Bell considers himself lucky to know he wanted to be a chef at a young age. His first job was washing dishes at Avenue Grille in Vancouver’s Kerrisdale neighbourhood at the age of 14 and after high school, he attended Dubrulle French Culinary School. His instructor and friend Rob Feenie inspired Bell to apprentice at Le Crocodile, where he met a culinary mentor Michel Jacob. “One of the reasons that I’ve been in the places that I’ve been is because of the foundation that he helped to build in my career,” says Bell. When Feenie left in 1995 to open Lumière, Bell came over as sous chef. He took his first executive chef position two years later in Toronto’s Accolade and worked in the province until moving to Murrieta’s Bar & Grill in Calgary where he also spent three years working with the Vintage Group. In 2008, Bell opened Cabana Bar & Grill after moving to Kelowna, B.C., the year prior and sold it in 2014. “This opportunity with Four Seasons was unique to me because I wasn’t a hotel chef. It was a real learning experience and learning curve, having spent most of my career in restaurants,” says Bell. In 2011, Bell was brought on to take over foodservice for the Four Seasons Hotel Vancouver including its YEW seafood + bar. When Bell joined the property, the hotel changed YEW’s concept from West Coast continental to seafood-centric. Bell’s mission was to make the luxury hotel fully Ocean Wise certified. “You don’t meet a chef these days worth their salt that isn’t engaged in where their food is from,” says Bell. “I guess you call my food ocean-totable, but really I’m not just about the three oceans that surround our country. I’m about healthy lakes, oceans and rivers and land-based, closed containment aquaculture.”

Bell hopes to create a day to celebrate sustainable seafood from coast to coast, with the “audacious goal” of having sustainable seafood accessible to every Canadian within the next decade. “Chefs have a unique opportunity and, quite honestly, a responsibility to educate ourselves and our customers and our cooks about where our food comes from and how it was caught, raised, farmed, harvested, or gathered,” says Bell. “Let’s be honest, we’re addicted to cheap. We all are, myself included. We love to go and get the deal, we love to go out and buy the cheapest, but we really don’t think about where it came from.”

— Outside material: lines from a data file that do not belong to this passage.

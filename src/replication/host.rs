//! The host: sole consumer of a match's intent log.
//!
//! The host task reads envelopes from the transport, drops repeats, and
//! submits the rest to its session, which re-validates everything. Each
//! time the session's state changes the host publishes a snapshot, retrying
//! with exponential backoff. A snapshot that exhausts its attempts is kept
//! and retried on a longer timer until it lands or a newer state replaces it.

use std::pin::Pin;
use std::sync::Arc;
use std::time::Duration;

use futures::StreamExt;
use tokio::sync::oneshot;
use tokio::task::JoinHandle;
use tokio::time::{self, Instant, Sleep};
use tracing::{debug, error, info, warn};

use super::log::IntentLog;
use super::snapshot::{MatchId, Snapshot};
use super::transport::Transport;
use crate::core::{GameState, IntentEnvelope, PublishConfig};
use crate::error::{SessionError, TransportError};
use crate::session::SessionHandle;

/// Host of one match.
pub struct Host {
    match_id: MatchId,
    session: SessionHandle,
    transport: Arc<dyn Transport>,
    publish: PublishConfig,
    log: IntentLog,
}

/// A state whose publish gave up, waiting for its next retry.
struct Unpublished {
    state: GameState,
    /// Retry rounds that have failed so far.
    rounds: u32,
}

/// Handle to a running host task. Dropping it stops the host.
pub struct HostHandle {
    shutdown: oneshot::Sender<()>,
    task: JoinHandle<Result<IntentLog, TransportError>>,
}

impl HostHandle {
    /// Stop the host and return the intents it consumed.
    pub async fn stop(self) -> Result<IntentLog, TransportError> {
        let _ = self.shutdown.send(());
        self.task.await.map_err(|_| TransportError::Closed)?
    }
}

impl Host {
    #[must_use]
    pub fn new(
        match_id: MatchId,
        session: SessionHandle,
        transport: Arc<dyn Transport>,
        publish: PublishConfig,
    ) -> Self {
        Self {
            match_id,
            session,
            transport,
            publish,
            log: IntentLog::new(),
        }
    }

    /// Run the host on its own task.
    pub fn spawn(self) -> HostHandle {
        let (shutdown, stop) = oneshot::channel();
        HostHandle {
            shutdown,
            task: tokio::spawn(self.run(stop)),
        }
    }

    /// Consume intents and publish snapshots until stopped, or until the
    /// session or the intent stream closes.
    async fn run(mut self, mut stop: oneshot::Receiver<()>) -> Result<IntentLog, TransportError> {
        let mut intents = self.transport.subscribe_intents(&self.match_id).await?;
        let mut states = self.session.watch();
        info!(match_id = %self.match_id, "host started");

        let retry = time::sleep(Duration::ZERO);
        tokio::pin!(retry);

        let initial = states.borrow_and_update().clone();
        let mut unpublished = self.publish_or_defer(initial, 0, retry.as_mut()).await;

        loop {
            tokio::select! {
                _ = &mut stop => break,
                envelope = intents.next() => match envelope {
                    Some(envelope) => {
                        if !self.consume(envelope).await {
                            break;
                        }
                    }
                    None => break,
                },
                changed = states.changed() => {
                    if changed.is_err() {
                        break;
                    }
                    let state = states.borrow_and_update().clone();
                    unpublished = self.publish_or_defer(state, 0, retry.as_mut()).await;
                }
                () = &mut retry, if unpublished.is_some() => {
                    if let Some(Unpublished { state, rounds }) = unpublished.take() {
                        unpublished = self.publish_or_defer(state, rounds, retry.as_mut()).await;
                    }
                }
            }
        }

        info!(match_id = %self.match_id, consumed = self.log.len(), "host stopped");
        Ok(self.log)
    }

    /// Apply one envelope. Returns false once the session is gone.
    async fn consume(&mut self, envelope: IntentEnvelope) -> bool {
        if !self.log.record(&envelope) {
            debug!(
                match_id = %self.match_id,
                player = %envelope.player(),
                nonce = envelope.id.nonce,
                "duplicate intent dropped"
            );
            return true;
        }

        match self.session.submit(envelope.player(), envelope.intent.clone()).await {
            Ok(_) => true,
            Err(SessionError::Rejected(rejection)) => {
                debug!(
                    match_id = %self.match_id,
                    player = %envelope.player(),
                    nonce = envelope.id.nonce,
                    %rejection,
                    "intent dropped"
                );
                true
            }
            Err(SessionError::Closed) => {
                warn!(match_id = %self.match_id, "session closed under host");
                false
            }
        }
    }

    /// Publish `state`; on failure keep it and arm `retry` for another round.
    async fn publish_or_defer(
        &self,
        state: GameState,
        rounds: u32,
        retry: Pin<&mut Sleep>,
    ) -> Option<Unpublished> {
        if self.publish(&state).await.is_ok() {
            return None;
        }
        let rounds = rounds + 1;
        let delay = self.publish.backoff(self.publish.max_attempts.saturating_add(rounds));
        debug!(
            match_id = %self.match_id,
            revision = state.revision,
            rounds,
            retry_delay_ms = delay.as_millis() as u64,
            "snapshot publish deferred"
        );
        retry.reset(Instant::now() + delay);
        Some(Unpublished { state, rounds })
    }

    async fn publish(&self, state: &GameState) -> Result<(), TransportError> {
        let snapshot = Snapshot::new(self.match_id.clone(), state.clone());
        let mut attempt = 0u32;
        loop {
            attempt += 1;
            match self.transport.publish_snapshot(&self.match_id, &snapshot).await {
                Ok(()) => {
                    debug!(match_id = %self.match_id, revision = snapshot.revision, "snapshot published");
                    return Ok(());
                }
                Err(err) if attempt < self.publish.max_attempts => {
                    let delay = self.publish.backoff(attempt);
                    warn!(
                        match_id = %self.match_id,
                        revision = snapshot.revision,
                        error = %err,
                        attempt,
                        retry_delay_ms = delay.as_millis() as u64,
                        "snapshot publish failed, retrying"
                    );
                    tokio::time::sleep(delay).await;
                }
                Err(err) => {
                    error!(
                        match_id = %self.match_id,
                        revision = snapshot.revision,
                        error = %err,
                        attempt,
                        "snapshot publish failed, deferring"
                    );
                    return Err(err);
                }
            }
        }
    }
}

He says the work of Chefs for Oceans is just beginning. “The platform that I have as the executive chef of the Four Seasons here in Vancouver is an extraordinary one and it’s not lost on me,” says Bell, noting his peers at Four Seasons properties around the world are all people he can connect with. “It’s not Ned for oceans, it’s Chefs for Oceans, because it’s all of my peers who need to engage their friends and customers through their own restaurants or hotels,” he says. “I feed thousands of people a week, I can educate thousands of people in however small way and chefs across Canada can do the same. That’s

my call to action,” he says. “We’re going to have to do this eventually. We can’t continue to just take and take and take; it will run out, period, full stop. Look what happened to the cod. Imagine if that happened on the West Coast and we lost our five wild salmon species? People would freak out, but for some bizarre reason we continue abuse and use.” He says consumers care about supporting local food more than ever, and sees that moving in the direction of sustainable seafood. “I know I’m on the crest of a wave here, but I also know that 10 years from now, this is the only conversation we’ll be having.”